::: Data extract

impl SessionRuntime {
    /// Start a runtime task and return its handle
    pub(crate) fn spawn(
        context: ConvContext,
        turns: Vec<Turn>,
        stream: Arc<dyn StreamSession>,
        stager: AttachmentStager,
        sync: Arc<SyncClient>,
        bootstrap: Option<String>,
    ) -> SessionHandle {
        let (command_tx, commands) = mpsc::channel(COMMAND_CAPACITY);
        let (event_tx, event_rx) = mpsc::channel(EVENT_CAPACITY);
        let (broadcast_tx, _) = broadcast::channel(BROADCAST_CAPACITY);
        let (view_tx, view_rx) = watch::channel(SessionView {
            turns: turns.clone(),
            ..SessionView::default()
        });
        let shutdown = CancellationToken::new();
        let persist_tx =
            spawn_persist_worker(context.session_id.clone(), sync, broadcast_tx.clone());

        let mut log = ConversationLog::new();
        log.seed(turns);

        let handle = SessionHandle {
            session_id: context.session_id.clone(),
            commands: command_tx,
            broadcast_tx: broadcast_tx.clone(),
            view: view_rx,
            shutdown: shutdown.clone(),
        };

        let runtime = Self {
            context,
            state: ConvState::default(),
            log,
            stream,
            stager,
            persist_tx,
            commands,
            event_rx,
            event_tx,
            broadcast_tx,
            view_tx,
            shutdown,
            turn_cancel: None,
            next_turn_id: 1,
            bootstrap,
        };
        tokio::spawn(runtime.run());
        handle
    }

    async fn run(mut self) {
        tracing::info!(
            session_id = %self.context.session_id,
            model = %self.context.model_id,
            turns = self.log.len(),
            "Starting session runtime"
        );

        loop {
            tokio::select! {
                biased;
                () = self.shutdown.cancelled() => break,
                command = self.commands.recv() => match command {
                    Some(command) => self.handle_command(command),
                    None => break,
                },
                Some(event) = self.event_rx.recv() => {
                    if let Err(e) = self.process_event(event) {
                        tracing::debug!(
                            session_id = %self.context.session_id,
                            error = %e,
                            "Ignoring stale event"
                        );
                    }
                }
            }
        }

        self.close();
        tracing::info!(session_id = %self.context.session_id, "Session runtime stopped");
    }

    fn handle_command(&mut self, command: Command) {
        match command {
            Command::Submit { text, reply } => {
                let _ = reply.send(self.submit(text, false));
            }
            Command::Activate { reply } => {
                let _ = reply.send(self.activate());
            }
        }
    }

    fn submit(&mut self, text: String, is_bootstrap: bool) -> Result<u64, TransitionError> {
        let turn_id = self.next_turn_id;
        self.process_event(Event::Submit {
            turn_id,
            text,
            is_bootstrap,
        })
        .inspect_err(|e| {
            tracing::debug!(session_id = %self.context.session_id, error = %e, "Submission rejected");
        })?;
        self.next_turn_id += 1;
        tracing::info!(
            session_id = %self.context.session_id,
            turn_id,
            is_bootstrap,
            "Turn submitted"
        );
        Ok(turn_id)
    }

    fn activate(&mut self) -> Result<bool, TransitionError> {
        let Some(question) = self.bootstrap.take() else {
            return Ok(false);
        };
        tracing::info!(session_id = %self.context.session_id, "Replaying unanswered question");
        self.submit(question, true).map(|_| true)
    }

    fn close(&mut self) {
        self.shutdown.cancel();
        if let Err(e) = self.process_event(Event::SessionClosed) {
            tracing::warn!(session_id = %self.context.session_id, error = %e, "Close failed");
        }
        if !self.log.is_empty() {
            tracing::debug!(
                session_id = %self.context.session_id,
                turns = self.log.len(),
                "Dropping conversation log"
            );
            self.log.clear();
        }
        self.refresh_view();
        let _ = self.broadcast_tx.send(SessionEvent::Closed);
    }

    fn process_event(&mut self, event: Event) -> Result<(), TransitionError> {
        // Effects may feed events straight back; handle them here instead of recursing
        let mut events_to_process = vec![event];

        while let Some(current) = events_to_process.pop() {
            let previous = discriminant(&self.state);
            let previous_name = self.state.name();
            let state = std::mem::take(&mut self.state);
            let result = match transition(state, &self.context, current) {
                Ok(result) => result,
                Err(rejection) => {
                    self.state = *rejection.state;
                    return Err(rejection.error);
                }
            };
            self.state = result.new_state;
            let changed = previous != discriminant(&self.state);
            if changed {
                tracing::debug!(
                    session_id = %self.context.session_id,
                    from = previous_name,
                    to = self.state.name(),
                    "State transition"
                );
            }

            for effect in result.effects {
                if let Some(generated) = self.execute_effect(effect) {
                    events_to_process.push(generated);
                }
            }

            if changed {
                self.refresh_view();
                let _ = self.broadcast_tx.send(SessionEvent::StateChange {
                    state: self.state.clone(),
                });
            }
        }

        Ok(())
    }

    fn execute_effect(&mut self, effect: Effect) -> Option<Event> {
        match effect {
            Effect::AwaitAttachment { turn_id } => {
                if !self.stager.upload_pending() {
                    return Some(Event::AttachmentResolved {
                        turn_id,
                        attachment: self.stager.state(),
                    });
                }

                tracing::info!(
                    session_id = %self.context.session_id,
                    turn_id,
                    "Waiting for attachment upload"
                );
                let token = self.turn_token();
                let stager = self.stager.clone();
                let event_tx = self.event_tx.clone();
                tokio::spawn(async move {
                    tokio::select! {
                        biased;
                        () = token.cancelled() => {}
                        attachment = stager.wait_resolved() => {
                            let _ = event_tx
                                .send(Event::AttachmentResolved { turn_id, attachment })
                                .await;
                        }
                    }
                });
                None
            }

            Effect::RequestStream { turn_id, payload } => {
                let token = self.turn_token();
                let stream = Arc::clone(&self.stream);
                let event_tx = self.event_tx.clone();
                let session_id = self.context.session_id.clone();
                tokio::spawn(async move {
                    tokio::select! {
                        biased;
                        () = token.cancelled() => {
                            tracing::info!(session_id = %session_id, turn_id, "Model stream cancelled");
                        }
                        () = forward_stream(stream, payload, turn_id, event_tx) => {}
                    }
                });
                None
            }

            Effect::PublishProgress { turn_id } => {
                self.refresh_view();
                // Subscribers share the snapshot the view just took
                let text = self.view_tx.borrow().answer_in_progress.clone();
                if let Some(text) = text {
                    let _ = self
                        .broadcast_tx
                        .send(SessionEvent::AnswerProgress { turn_id, text });
                }
                None
            }

            Effect::CommitTurn { turn_id, turn } => {
                tracing::info!(
                    session_id = %self.context.session_id,
                    turn_id,
                    answer_len = turn.answer.len(),
                    with_attachment = turn.attachment_ref.is_some(),
                    "Turn committed"
                );
                self.log.append(turn.clone());
                let index = self.log.len() - 1;
                self.refresh_view();
                let _ = self.broadcast_tx.send(SessionEvent::TurnAppended {
                    turn_id,
                    index,
                    turn,
                });
                None
            }

            Effect::PersistTurn {
                turn_id,
                request,
                attachment_attempt,
            } => {
                let job = PersistJob {
                    turn_id,
                    request,
                    attachment_attempt,
                };
                if self.persist_tx.send(job).is_err() {
                    tracing::error!(
                        session_id = %self.context.session_id,
                        turn_id,
                        "Persist worker gone; turn not stored"
                    );
                }
                None
            }

            Effect::AbortStream => {
                if let Some(token) = self.turn_cancel.take() {
                    tracing::info!(session_id = %self.context.session_id, "Aborting in-flight turn");
                    token.cancel();
                }
                None
            }

            Effect::NotifyFailure { turn_id, failure } => {
                tracing::error!(
                    session_id = %self.context.session_id,
                    turn_id,
                    error = %failure,
                    "Turn failed"
                );
                self.refresh_view();
                let _ = self
                    .broadcast_tx
                    .send(SessionEvent::TurnFailed { turn_id, failure });
                None
            }

            Effect::DiscardAttachment { attempt } => {
                if self.stager.release(attempt) {
                    tracing::debug!(
                        session_id = %self.context.session_id,
                        attempt,
                        "Discarded failed attachment"
                    );
                }
                None
            }

            Effect::NotifyIdle => {
                self.turn_cancel = None;
                self.refresh_view();
                let _ = self.broadcast_tx.send(SessionEvent::Idle);
                None
            }
        }
    }

    /// Fresh cancellation token for the current turn's background work
    fn turn_token(&mut self) -> CancellationToken {
        let token = self.shutdown.child_token();
        self.turn_cancel = Some(token.clone());
        token
    }

    fn refresh_view(&self) {
        let busy = self.state.is_busy();
        let answer = self.state.answer_in_progress();
        let turns = self.log.turns();
        self.view_tx.send_if_modified(|view| {
            let mut modified = false;
            if view.busy != busy {
                view.busy = busy;
                modified = true;
            }
            if view.answer_in_progress.as_deref() != answer {
                view.answer_in_progress = answer.map(Arc::from);
                modified = true;
            }
            // The log only grows while the runtime lives
            if view.turns.len() != turns.len() {
                view.turns = turns.to_vec();
                modified = true;
            }
            modified
        });
    }
}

::::::

## Exercise requirements
Exactly one number is wanted in reply: the count of lines above that hold the string "discriminant".

## Exercise result
2